宮崎:野太い民族主義が求められるということですか。


蜷川:民族主義が差別主義と同義語であってはいけないと思うんですよ。


<中略>


--さて、野村氏の朝日新聞社での自決とは、いったいどういう心情に基づく行動なのか。そして蜷川氏はどのように見詰めているのか。


宮崎:野村さんは朝日で短銃にて自決されるわけですが、朝日新聞をどう見ていたのでしょうか?
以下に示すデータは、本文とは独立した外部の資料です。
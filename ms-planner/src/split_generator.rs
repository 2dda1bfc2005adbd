// Copyright 2025 Apache Doris Community
// Licensed under the Apache License, Version 2.0

//! Split generation for metastore tables
//!
//! For a table and an optional partition filter:
//! 1. Resolve the partitions to scan; an unpartitioned table scans one
//!    implicit partition at the table location
//! 2. Skip offline partitions when the schema no longer models them
//! 3. List each partition location and cut every data file into splits
//!
//! [`SplitSource`] does this lazily, one partition batch at a time, and can be
//! restarted. A partition that cannot be listed yields a `SplitEnumeration`
//! error and enumeration moves on to the next partition.

use crate::file_lister::{is_hidden, FileEntry, FileLister};
use crate::split::{PartitionKey, Split};
use ms_catalog::{Metastore, Partition, PartitionFilter, StorageFormat, Table};
use ms_common::constants::{
    DEFAULT_MAX_SPLIT_SIZE, DEFAULT_PARTITION_BATCH_SIZE, UNPARTITIONED_PARTITION_NAME,
};
use ms_common::utils::parse_size;
use ms_common::{Config, MetastoreError, Result, SchemaCompatibility};
use parking_lot::Mutex;
use std::collections::VecDeque;
use std::sync::atomic::{AtomicUsize, Ordering};
use std::sync::Arc;
use std::thread;
use tracing::{debug, info, warn};

/// Codecs whose output cannot be read from an arbitrary offset
const COMPRESSED_SUFFIXES: &[&str] = &[".gz", ".bz2", ".zst", ".snappy", ".lz4", ".deflate"];

#[derive(Debug, Clone, PartialEq, Eq)]
pub struct SplitConfig {
    pub max_split_size: u64,
    pub compatibility: SchemaCompatibility,
    pub partition_batch_size: usize,
    pub split_loader_concurrency: usize,
    pub recursive_directories: bool,
}

impl SplitConfig {
    pub fn from_config(config: &Config) -> Result<Self> {
        Ok(Self {
            max_split_size: config.max_split_size_bytes()?,
            compatibility: config.compatibility(),
            partition_batch_size: config.partition_batch_size,
            split_loader_concurrency: config.split_loader_concurrency,
            recursive_directories: config.recursive_directories,
        })
    }

    pub fn with_compatibility(mut self, compatibility: SchemaCompatibility) -> Self {
        self.compatibility = compatibility;
        self
    }
}

impl Default for SplitConfig {
    fn default() -> Self {
        Self {
            max_split_size: parse_size(DEFAULT_MAX_SPLIT_SIZE).unwrap_or(64 * 1024 * 1024),
            compatibility: SchemaCompatibility::Modern,
            partition_batch_size: DEFAULT_PARTITION_BATCH_SIZE,
            split_loader_concurrency: 1,
            recursive_directories: false,
        }
    }
}

/// Everything needed to turn one partition into splits
struct ScanContext {
    table: Table,
    format: StorageFormat,
    lister: Arc<dyn FileLister>,
    config: SplitConfig,
}

impl ScanContext {
    fn is_splittable(&self, format: StorageFormat, path: &str) -> bool {
        if !format.is_text_based() {
            return true;
        }
        let lower = path.to_lowercase();
        !COMPRESSED_SUFFIXES.iter().any(|suffix| lower.ends_with(suffix))
    }

    fn partition_format(&self, name: &str, partition: &Partition) -> Result<StorageFormat> {
        if partition.storage.input_format.is_empty() {
            return Ok(self.format);
        }
        partition.storage.format().ok_or_else(|| {
            MetastoreError::NotSupported(format!(
                "Unsupported storage format {} of partition {} in table {}",
                partition.storage.input_format,
                name,
                self.table.name()
            ))
        })
    }

    fn split_file(
        &self,
        name: &str,
        keys: &[PartitionKey],
        format: StorageFormat,
        file: FileEntry,
        out: &mut Vec<Result<Split>>,
    ) {
        let chunk = if self.is_splittable(format, &file.path) {
            self.config.max_split_size.max(1)
        } else {
            file.size
        };
        let mut start = 0;
        while start < file.size {
            let length = chunk.min(file.size - start);
            out.push(Ok(Split {
                database: self.table.database_name.clone(),
                table: self.table.table_name.clone(),
                partition_name: name.to_string(),
                path: file.path.clone(),
                start,
                length,
                file_size: file.size,
                partition_keys: keys.to_vec(),
                format,
            }));
            start += length;
        }
    }

    /// Splits of one partition, or the single error explaining why there are none
    fn enumerate(&self, name: &str, partition: Option<Partition>) -> Vec<Result<Split>> {
        let Some(partition) = partition else {
            return vec![Err(MetastoreError::NotFound(format!(
                "Partition {} of table {} no longer exists",
                name,
                self.table.name()
            )))];
        };

        if partition.is_offline() && self.config.compatibility.offline_partitions_removed() {
            info!("Skipping offline partition {} of table {}", name, self.table.name());
            return vec![Err(MetastoreError::PartitionSkipped {
                partition: name.to_string(),
                reason: "partition is offline".to_string(),
            })];
        }

        let format = match self.partition_format(name, &partition) {
            Ok(format) => format,
            Err(e) => return vec![Err(e)],
        };

        let location = &partition.storage.location;
        let mut files = match self.lister.list(location, self.config.recursive_directories) {
            Ok(files) => files,
            Err(source) => {
                warn!(
                    "Failed to list {} for partition {} of table {}: {}",
                    location,
                    name,
                    self.table.name(),
                    source
                );
                return vec![Err(MetastoreError::SplitEnumeration {
                    partition: name.to_string(),
                    source,
                })];
            }
        };
        files.sort_by(|a, b| a.path.cmp(&b.path));

        let keys: Vec<PartitionKey> = self
            .table
            .partition_column_names()
            .into_iter()
            .zip(partition.values.iter().cloned())
            .map(|(name, value)| PartitionKey { name, value })
            .collect();

        let mut splits = Vec::new();
        for file in files {
            if is_hidden(file.file_name()) || file.size == 0 {
                continue;
            }
            self.split_file(name, &keys, format, file, &mut splits);
        }
        debug!(
            "Partition {} of table {}: {} splits",
            name,
            self.table.name(),
            splits.len()
        );
        splits
    }
}

type PartitionBatch = Vec<(String, Option<Partition>)>;

/// Lazy, restartable sequence of splits for one table
pub struct SplitSource {
    metastore: Arc<dyn Metastore>,
    context: ScanContext,

    /// Partitions to scan, resolved when the source was created
    partition_names: Vec<String>,

    /// Index of the first partition not yet loaded
    next_partition: usize,
    loaded: VecDeque<(String, Option<Partition>)>,
    pending: VecDeque<Result<Split>>,
}

impl SplitSource {
    pub fn table(&self) -> &Table {
        &self.context.table
    }

    pub fn partition_names(&self) -> &[String] {
        &self.partition_names
    }

    /// Start over from the first partition
    pub fn restart(&mut self) {
        self.next_partition = 0;
        self.loaded.clear();
        self.pending.clear();
    }

    /// Load the next batch of partitions from the metastore
    fn next_batch(&mut self) -> Option<Result<PartitionBatch>> {
        if self.next_partition >= self.partition_names.len() {
            return None;
        }
        let end = (self.next_partition + self.context.config.partition_batch_size.max(1))
            .min(self.partition_names.len());
        let names = &self.partition_names[self.next_partition..end];
        self.next_partition = end;

        let table = &self.context.table;
        if !table.is_partitioned() {
            let implicit = Partition::new(table, Vec::new(), table.storage.location.clone());
            return Some(Ok(vec![(UNPARTITIONED_PARTITION_NAME.to_string(), Some(implicit))]));
        }
        Some(
            self.metastore
                .get_partitions_by_names(&table.database_name, &table.table_name, names),
        )
    }
}

impl Iterator for SplitSource {
    type Item = Result<Split>;

    fn next(&mut self) -> Option<Self::Item> {
        loop {
            if let Some(split) = self.pending.pop_front() {
                return Some(split);
            }
            if let Some((name, partition)) = self.loaded.pop_front() {
                self.pending.extend(self.context.enumerate(&name, partition));
                continue;
            }
            match self.next_batch()? {
                Ok(batch) => self.loaded.extend(batch),
                Err(e) => return Some(Err(e)),
            }
        }
    }
}

/// Outcome of enumerating a whole table
#[derive(Debug, Default)]
pub struct SplitBatch {
    pub splits: Vec<Split>,

    /// Partitions excluded without failing the scan
    pub skipped: Vec<String>,

    pub failures: Vec<MetastoreError>,
}

impl SplitBatch {
    fn add(&mut self, item: Result<Split>) {
        match item {
            Ok(split) => self.splits.push(split),
            Err(MetastoreError::PartitionSkipped { partition, .. }) => self.skipped.push(partition),
            Err(e) => self.failures.push(e),
        }
    }

    pub fn is_complete(&self) -> bool {
        self.failures.is_empty()
    }
}

impl FromIterator<Result<Split>> for SplitBatch {
    fn from_iter<I: IntoIterator<Item = Result<Split>>>(iter: I) -> Self {
        let mut batch = SplitBatch::default();
        for item in iter {
            batch.add(item);
        }
        batch
    }
}

pub struct SplitGenerator {
    metastore: Arc<dyn Metastore>,
    lister: Arc<dyn FileLister>,
    config: SplitConfig,
}

impl SplitGenerator {
    pub fn new(metastore: Arc<dyn Metastore>, lister: Arc<dyn FileLister>, config: SplitConfig) -> Self {
        Self {
            metastore,
            lister,
            config,
        }
    }

    pub fn config(&self) -> &SplitConfig {
        &self.config
    }

    /// Lazy split source for `database.table`
    ///
    /// Fails up front if the table is missing, is a view, or is stored in a
    /// format splits cannot be generated for.
    pub fn splits(
        &self,
        database: &str,
        table: &str,
        filter: Option<&PartitionFilter>,
    ) -> Result<SplitSource> {
        let table = self
            .metastore
            .get_table(database, table)?
            .ok_or_else(|| MetastoreError::NotFound(format!("Table {}.{} not found", database, table)))?;
        if table.is_view() {
            return Err(MetastoreError::NotSupported(format!(
                "Cannot generate splits for view {}",
                table.name()
            )));
        }
        let format = table.storage.format().ok_or_else(|| {
            MetastoreError::NotSupported(format!(
                "Unsupported storage format {} of table {}",
                table.storage.input_format,
                table.name()
            ))
        })?;
        if let Some(filter) = filter {
            filter.validate_for(&table)?;
        }

        let partition_names = if table.is_partitioned() {
            self.metastore
                .get_partition_names(&table.database_name, &table.table_name, filter)?
        } else {
            vec![UNPARTITIONED_PARTITION_NAME.to_string()]
        };
        debug!(
            "Table {}: {} partitions to scan",
            table.name(),
            partition_names.len()
        );

        Ok(SplitSource {
            metastore: self.metastore.clone(),
            context: ScanContext {
                table,
                format,
                lister: self.lister.clone(),
                config: self.config.clone(),
            },
            partition_names,
            next_partition: 0,
            loaded: VecDeque::new(),
            pending: VecDeque::new(),
        })
    }

    /// Drain the lazy source on the calling thread
    pub fn collect_splits(
        &self,
        database: &str,
        table: &str,
        filter: Option<&PartitionFilter>,
    ) -> Result<SplitBatch> {
        Ok(self.splits(database, table, filter)?.collect())
    }

    /// Enumerate partitions on up to `split_loader_concurrency` threads
    ///
    /// Splits come back in the same order as from [`SplitSource`].
    pub fn collect_splits_parallel(
        &self,
        database: &str,
        table: &str,
        filter: Option<&PartitionFilter>,
    ) -> Result<SplitBatch> {
        let mut source = self.splits(database, table, filter)?;
        let mut result = SplitBatch::default();

        let mut work = Vec::new();
        while let Some(batch) = source.next_batch() {
            match batch {
                Ok(batch) => work.extend(batch),
                Err(e) => result.failures.push(e),
            }
        }

        let slots: Vec<Mutex<Option<Vec<Result<Split>>>>> =
            work.iter().map(|_| Mutex::new(None)).collect();
        let next = AtomicUsize::new(0);
        let workers = self.config.split_loader_concurrency.clamp(1, work.len().max(1));
        let context = &source.context;

        thread::scope(|scope| {
            for _ in 0..workers {
                scope.spawn(|| loop {
                    let index = next.fetch_add(1, Ordering::Relaxed);
                    let Some((name, partition)) = work.get(index) else {
                        break;
                    };
                    let splits = context.enumerate(name, partition.clone());
                    *slots[index].lock() = Some(splits);
                });
            }
        });

        for slot in slots {
            for item in slot.into_inner().unwrap_or_default() {
                result.add(item);
            }
        }
        debug!(
            "Table {}: {} splits, {} skipped, {} failed partitions",
            context.table.name(),
            result.splits.len(),
            result.skipped.len(),
            result.failures.len()
        );
        Ok(result)
    }
}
蜷川:野村が自決したとき、動向した秘書がその一部始終をテープに録っていました。そのテープのなかで野村は、「朝日が憎いのではない。社会の木鐸として、きちっとしたことをしていただきたい」と言っています。早い話が戦前は戦争を賛美し、終戦になったとたん一億総懺悔。果たしてマスコミは、そういうことでいいのか。野村は単に朝日という個人を攻めていたわけではなく、戦後のマスコミ全般に対して警鐘を乱打したのです。先ほども言いましたが、河野邸焼き討ちにしろ、経団連にしろ、朝日にしろ、野村は誰も傷つけていません。野村をテロリストと言われることについて、私は疑問を思います。


宮崎:野村さんの自決の原因について僕自身の疑問点をいいますと、ご本人や関係者が事件に関係したかはともかく、赤報隊事件に対する責任を取ったのではないですか。


蜷川:私は赤報隊の事件があったとき、東京拘置所にいました。それから網走に行きましたから、事件についてはほとんど知りません。野村から話を聞いたこともほとんどありません。
 私がシャバに帰ってきたのは平成2年(1990年)の2月ですが、野村が自決するのは、それから3年後です。しかし、その間にマスコミは、一度も赤報隊関連で野村のところに取材にくることはありませんでした。生前の野村の考えを聞くためにマスコミが私のところに取材にくるようになったのは赤報隊事件の時効の1年くらい前からです。生前に野村から何か聞いていれば、私にも何か答えようがあったのですが。
 ただ、間違いなく言えることは、よしんば野村が朝日を襲撃するとすれば、標的はトップだけということです。記者を手にかけることは絶対にしません。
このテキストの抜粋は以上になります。